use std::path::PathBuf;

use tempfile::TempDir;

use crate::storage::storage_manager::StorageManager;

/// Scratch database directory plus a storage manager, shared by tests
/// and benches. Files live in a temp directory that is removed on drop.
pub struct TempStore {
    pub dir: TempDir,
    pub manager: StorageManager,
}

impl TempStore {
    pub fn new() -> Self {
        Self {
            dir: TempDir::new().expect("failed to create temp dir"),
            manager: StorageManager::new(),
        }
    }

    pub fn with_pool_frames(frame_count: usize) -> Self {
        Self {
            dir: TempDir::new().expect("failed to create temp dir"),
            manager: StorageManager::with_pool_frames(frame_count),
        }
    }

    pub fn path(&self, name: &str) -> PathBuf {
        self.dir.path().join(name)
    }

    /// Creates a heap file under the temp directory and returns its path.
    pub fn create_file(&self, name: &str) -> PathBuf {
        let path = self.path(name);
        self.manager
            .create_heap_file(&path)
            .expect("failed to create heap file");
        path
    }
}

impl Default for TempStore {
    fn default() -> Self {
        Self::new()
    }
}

---

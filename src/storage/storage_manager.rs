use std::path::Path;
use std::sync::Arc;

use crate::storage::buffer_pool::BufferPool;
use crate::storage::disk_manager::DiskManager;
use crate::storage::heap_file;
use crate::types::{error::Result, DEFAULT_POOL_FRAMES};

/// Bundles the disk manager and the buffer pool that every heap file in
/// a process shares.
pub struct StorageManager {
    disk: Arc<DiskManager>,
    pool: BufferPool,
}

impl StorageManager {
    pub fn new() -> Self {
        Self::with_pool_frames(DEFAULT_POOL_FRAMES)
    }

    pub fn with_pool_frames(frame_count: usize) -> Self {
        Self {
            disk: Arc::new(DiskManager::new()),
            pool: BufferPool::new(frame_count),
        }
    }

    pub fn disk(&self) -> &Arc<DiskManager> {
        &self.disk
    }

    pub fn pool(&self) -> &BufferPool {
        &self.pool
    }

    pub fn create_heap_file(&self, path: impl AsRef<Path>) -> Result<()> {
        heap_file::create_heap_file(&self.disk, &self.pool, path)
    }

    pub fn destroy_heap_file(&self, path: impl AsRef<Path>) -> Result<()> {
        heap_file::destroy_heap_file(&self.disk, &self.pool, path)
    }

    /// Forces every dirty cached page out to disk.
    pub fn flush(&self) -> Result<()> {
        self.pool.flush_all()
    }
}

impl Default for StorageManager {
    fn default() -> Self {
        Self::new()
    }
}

---

▶ **Task description**:
Return a copy of each line in the entries that contains "every".

▶ **Response below**:
/// Bundles the disk manager and the buffer pool that every heap file in
    /// Forces every dirty cached page out to disk.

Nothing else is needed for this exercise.